=== Section Start ===

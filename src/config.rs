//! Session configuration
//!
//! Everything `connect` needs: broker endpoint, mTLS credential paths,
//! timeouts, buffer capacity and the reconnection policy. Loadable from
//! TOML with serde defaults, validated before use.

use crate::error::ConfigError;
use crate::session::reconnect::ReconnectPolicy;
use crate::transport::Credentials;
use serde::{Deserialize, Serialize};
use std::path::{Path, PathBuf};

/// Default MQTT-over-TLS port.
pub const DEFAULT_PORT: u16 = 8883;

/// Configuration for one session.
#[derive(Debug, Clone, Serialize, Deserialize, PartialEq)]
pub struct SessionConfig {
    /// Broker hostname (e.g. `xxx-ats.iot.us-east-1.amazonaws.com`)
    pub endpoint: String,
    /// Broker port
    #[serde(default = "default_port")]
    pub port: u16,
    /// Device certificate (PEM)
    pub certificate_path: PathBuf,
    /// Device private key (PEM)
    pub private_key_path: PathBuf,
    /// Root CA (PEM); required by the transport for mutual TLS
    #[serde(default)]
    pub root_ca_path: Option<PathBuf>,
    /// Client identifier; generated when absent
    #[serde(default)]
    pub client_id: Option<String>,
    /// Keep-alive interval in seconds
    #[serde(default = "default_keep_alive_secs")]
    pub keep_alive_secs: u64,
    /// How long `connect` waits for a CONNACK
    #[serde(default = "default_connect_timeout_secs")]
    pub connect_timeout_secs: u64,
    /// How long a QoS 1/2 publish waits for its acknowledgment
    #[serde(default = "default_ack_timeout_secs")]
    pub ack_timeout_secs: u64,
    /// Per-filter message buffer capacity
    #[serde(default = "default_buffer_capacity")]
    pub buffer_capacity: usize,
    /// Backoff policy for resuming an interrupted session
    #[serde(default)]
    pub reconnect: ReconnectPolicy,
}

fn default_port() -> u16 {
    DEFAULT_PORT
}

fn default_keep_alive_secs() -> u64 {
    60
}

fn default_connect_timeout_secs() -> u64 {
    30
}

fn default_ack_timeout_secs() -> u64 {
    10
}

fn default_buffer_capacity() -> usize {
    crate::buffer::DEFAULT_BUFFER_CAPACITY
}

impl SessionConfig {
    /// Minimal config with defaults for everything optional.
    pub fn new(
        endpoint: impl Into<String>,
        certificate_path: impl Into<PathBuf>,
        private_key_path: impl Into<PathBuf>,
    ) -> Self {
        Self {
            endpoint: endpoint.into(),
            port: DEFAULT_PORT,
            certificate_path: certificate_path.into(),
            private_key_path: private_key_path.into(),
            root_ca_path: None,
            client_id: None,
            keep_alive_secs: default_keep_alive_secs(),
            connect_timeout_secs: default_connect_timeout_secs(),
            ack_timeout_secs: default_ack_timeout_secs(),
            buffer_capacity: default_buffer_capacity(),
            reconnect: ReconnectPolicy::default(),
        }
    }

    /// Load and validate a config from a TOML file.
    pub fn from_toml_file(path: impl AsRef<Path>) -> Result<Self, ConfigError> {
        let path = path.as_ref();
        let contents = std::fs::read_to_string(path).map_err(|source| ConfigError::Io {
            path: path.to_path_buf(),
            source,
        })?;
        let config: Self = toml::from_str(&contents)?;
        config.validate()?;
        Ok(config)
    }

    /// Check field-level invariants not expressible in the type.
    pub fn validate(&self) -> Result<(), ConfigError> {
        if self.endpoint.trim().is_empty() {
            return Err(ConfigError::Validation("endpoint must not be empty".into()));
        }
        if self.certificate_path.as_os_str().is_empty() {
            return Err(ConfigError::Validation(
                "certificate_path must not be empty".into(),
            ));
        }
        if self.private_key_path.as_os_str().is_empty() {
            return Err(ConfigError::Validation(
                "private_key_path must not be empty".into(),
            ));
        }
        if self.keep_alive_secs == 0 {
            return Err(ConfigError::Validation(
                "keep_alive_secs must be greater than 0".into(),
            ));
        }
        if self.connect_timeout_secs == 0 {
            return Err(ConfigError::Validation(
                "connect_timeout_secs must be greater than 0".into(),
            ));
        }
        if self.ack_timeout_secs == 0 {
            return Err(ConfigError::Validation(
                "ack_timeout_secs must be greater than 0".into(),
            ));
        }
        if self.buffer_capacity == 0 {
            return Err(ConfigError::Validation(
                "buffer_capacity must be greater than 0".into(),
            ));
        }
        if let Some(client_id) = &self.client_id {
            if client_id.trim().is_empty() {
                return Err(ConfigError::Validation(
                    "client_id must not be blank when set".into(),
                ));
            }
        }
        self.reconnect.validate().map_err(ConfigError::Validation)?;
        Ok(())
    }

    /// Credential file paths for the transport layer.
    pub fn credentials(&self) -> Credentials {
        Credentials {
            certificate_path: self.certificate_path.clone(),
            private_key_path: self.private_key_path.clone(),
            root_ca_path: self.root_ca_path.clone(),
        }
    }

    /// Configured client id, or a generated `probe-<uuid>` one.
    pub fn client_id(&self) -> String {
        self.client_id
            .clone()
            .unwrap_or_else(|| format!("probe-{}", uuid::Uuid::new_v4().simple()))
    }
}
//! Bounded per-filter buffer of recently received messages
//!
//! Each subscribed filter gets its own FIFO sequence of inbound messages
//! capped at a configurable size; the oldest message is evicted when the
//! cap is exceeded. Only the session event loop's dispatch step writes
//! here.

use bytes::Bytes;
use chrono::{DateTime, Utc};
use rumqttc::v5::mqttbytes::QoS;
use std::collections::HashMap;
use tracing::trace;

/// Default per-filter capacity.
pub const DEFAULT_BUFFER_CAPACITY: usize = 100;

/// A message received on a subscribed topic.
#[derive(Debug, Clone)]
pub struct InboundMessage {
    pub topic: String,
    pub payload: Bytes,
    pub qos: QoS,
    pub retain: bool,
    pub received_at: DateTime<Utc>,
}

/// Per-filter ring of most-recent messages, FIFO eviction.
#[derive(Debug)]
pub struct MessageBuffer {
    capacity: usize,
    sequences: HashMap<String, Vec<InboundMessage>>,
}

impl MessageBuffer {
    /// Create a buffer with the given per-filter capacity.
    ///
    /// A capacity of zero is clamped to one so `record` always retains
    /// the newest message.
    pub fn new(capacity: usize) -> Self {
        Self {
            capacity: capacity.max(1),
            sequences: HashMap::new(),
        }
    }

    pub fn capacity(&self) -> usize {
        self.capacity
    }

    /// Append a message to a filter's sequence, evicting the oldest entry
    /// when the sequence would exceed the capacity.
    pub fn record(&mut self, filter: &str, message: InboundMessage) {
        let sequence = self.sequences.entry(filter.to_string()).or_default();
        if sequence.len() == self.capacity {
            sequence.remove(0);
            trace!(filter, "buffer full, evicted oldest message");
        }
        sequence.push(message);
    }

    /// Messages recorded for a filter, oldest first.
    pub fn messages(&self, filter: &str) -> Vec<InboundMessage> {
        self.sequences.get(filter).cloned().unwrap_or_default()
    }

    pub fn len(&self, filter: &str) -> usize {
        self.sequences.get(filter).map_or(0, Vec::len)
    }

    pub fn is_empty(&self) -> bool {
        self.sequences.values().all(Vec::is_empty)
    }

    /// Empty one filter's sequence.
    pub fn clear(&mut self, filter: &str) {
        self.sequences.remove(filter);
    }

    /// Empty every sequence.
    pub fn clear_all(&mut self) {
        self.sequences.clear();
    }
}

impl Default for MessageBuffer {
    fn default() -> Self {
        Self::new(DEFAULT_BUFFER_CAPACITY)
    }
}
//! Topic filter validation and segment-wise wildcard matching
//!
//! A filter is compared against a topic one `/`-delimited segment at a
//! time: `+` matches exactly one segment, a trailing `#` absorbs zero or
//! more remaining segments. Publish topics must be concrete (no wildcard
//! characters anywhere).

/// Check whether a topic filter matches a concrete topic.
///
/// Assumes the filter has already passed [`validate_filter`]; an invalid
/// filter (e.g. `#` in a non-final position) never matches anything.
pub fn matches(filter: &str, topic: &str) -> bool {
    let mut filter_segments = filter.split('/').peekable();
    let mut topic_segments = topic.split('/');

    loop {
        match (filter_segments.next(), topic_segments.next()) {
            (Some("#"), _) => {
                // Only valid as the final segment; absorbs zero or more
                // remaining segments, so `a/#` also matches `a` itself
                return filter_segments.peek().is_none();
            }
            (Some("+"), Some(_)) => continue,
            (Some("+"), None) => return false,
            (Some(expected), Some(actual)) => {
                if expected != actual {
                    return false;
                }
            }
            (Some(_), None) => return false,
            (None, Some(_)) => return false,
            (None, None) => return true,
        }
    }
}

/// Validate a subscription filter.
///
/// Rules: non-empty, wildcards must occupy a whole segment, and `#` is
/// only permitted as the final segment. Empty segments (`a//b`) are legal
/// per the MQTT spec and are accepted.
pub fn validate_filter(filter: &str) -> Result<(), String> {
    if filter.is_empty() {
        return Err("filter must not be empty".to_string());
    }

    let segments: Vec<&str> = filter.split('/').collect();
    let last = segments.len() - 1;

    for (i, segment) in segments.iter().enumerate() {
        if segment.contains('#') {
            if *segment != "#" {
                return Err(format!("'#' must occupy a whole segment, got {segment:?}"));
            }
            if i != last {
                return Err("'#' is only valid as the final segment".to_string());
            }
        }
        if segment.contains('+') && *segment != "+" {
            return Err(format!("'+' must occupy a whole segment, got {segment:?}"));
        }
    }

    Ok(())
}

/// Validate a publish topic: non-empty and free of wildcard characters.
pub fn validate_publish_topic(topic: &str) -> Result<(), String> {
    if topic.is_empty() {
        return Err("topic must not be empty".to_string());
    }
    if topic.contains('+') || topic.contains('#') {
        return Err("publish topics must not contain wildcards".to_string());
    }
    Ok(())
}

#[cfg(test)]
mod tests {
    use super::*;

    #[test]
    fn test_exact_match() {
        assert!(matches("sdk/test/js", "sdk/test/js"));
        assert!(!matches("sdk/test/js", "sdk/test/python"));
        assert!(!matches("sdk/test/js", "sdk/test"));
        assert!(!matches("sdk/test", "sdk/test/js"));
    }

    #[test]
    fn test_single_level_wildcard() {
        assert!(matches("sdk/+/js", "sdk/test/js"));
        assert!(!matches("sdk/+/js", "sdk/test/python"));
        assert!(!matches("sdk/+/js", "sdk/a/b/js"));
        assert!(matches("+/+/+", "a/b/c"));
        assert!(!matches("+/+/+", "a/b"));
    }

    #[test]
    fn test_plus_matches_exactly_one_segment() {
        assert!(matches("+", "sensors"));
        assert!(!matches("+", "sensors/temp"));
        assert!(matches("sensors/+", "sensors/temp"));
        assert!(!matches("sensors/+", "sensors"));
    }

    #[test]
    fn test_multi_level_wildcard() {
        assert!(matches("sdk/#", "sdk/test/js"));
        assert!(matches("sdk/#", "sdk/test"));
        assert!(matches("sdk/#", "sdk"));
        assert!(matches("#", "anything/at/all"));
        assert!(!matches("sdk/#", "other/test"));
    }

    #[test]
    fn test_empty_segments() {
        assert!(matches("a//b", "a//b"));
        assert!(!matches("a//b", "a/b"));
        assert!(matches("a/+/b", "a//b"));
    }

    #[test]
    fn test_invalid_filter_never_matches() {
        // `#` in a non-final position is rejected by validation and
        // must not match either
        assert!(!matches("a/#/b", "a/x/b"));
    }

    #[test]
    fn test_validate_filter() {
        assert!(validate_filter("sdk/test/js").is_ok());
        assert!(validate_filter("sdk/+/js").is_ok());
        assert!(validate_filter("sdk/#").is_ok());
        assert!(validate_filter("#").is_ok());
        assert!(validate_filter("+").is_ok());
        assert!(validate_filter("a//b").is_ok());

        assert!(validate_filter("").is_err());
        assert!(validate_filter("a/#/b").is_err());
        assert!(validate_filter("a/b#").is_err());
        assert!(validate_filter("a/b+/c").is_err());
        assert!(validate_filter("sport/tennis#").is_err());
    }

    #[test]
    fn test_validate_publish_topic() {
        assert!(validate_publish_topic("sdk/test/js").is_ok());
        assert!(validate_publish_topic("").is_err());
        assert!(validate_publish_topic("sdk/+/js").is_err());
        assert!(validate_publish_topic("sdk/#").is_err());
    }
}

=== Section End ===

→ Your instructions
Exact reproduction is required: output the lines from the start of the entries above through the line with "Broker hostname (e.g.".

→ Result
filename src/config.rs
//! Session configuration
//!
//! Everything `connect` needs: broker endpoint, mTLS credential paths,
//! timeouts, buffer capacity and the reconnection policy. Loadable from
//! TOML with serde defaults, validated before use.

use crate::error::ConfigError;
use crate::session::reconnect::ReconnectPolicy;
use crate::transport::Credentials;
use serde::{Deserialize, Serialize};
use std::path::{Path, PathBuf};

/// Default MQTT-over-TLS port.
pub const DEFAULT_PORT: u16 = 8883;

/// Configuration for one session.
#[derive(Debug, Clone, Serialize, Deserialize, PartialEq)]
pub struct SessionConfig {
    /// Broker hostname (e.g. `xxx-ats.iot.us-east-1.amazonaws.com`)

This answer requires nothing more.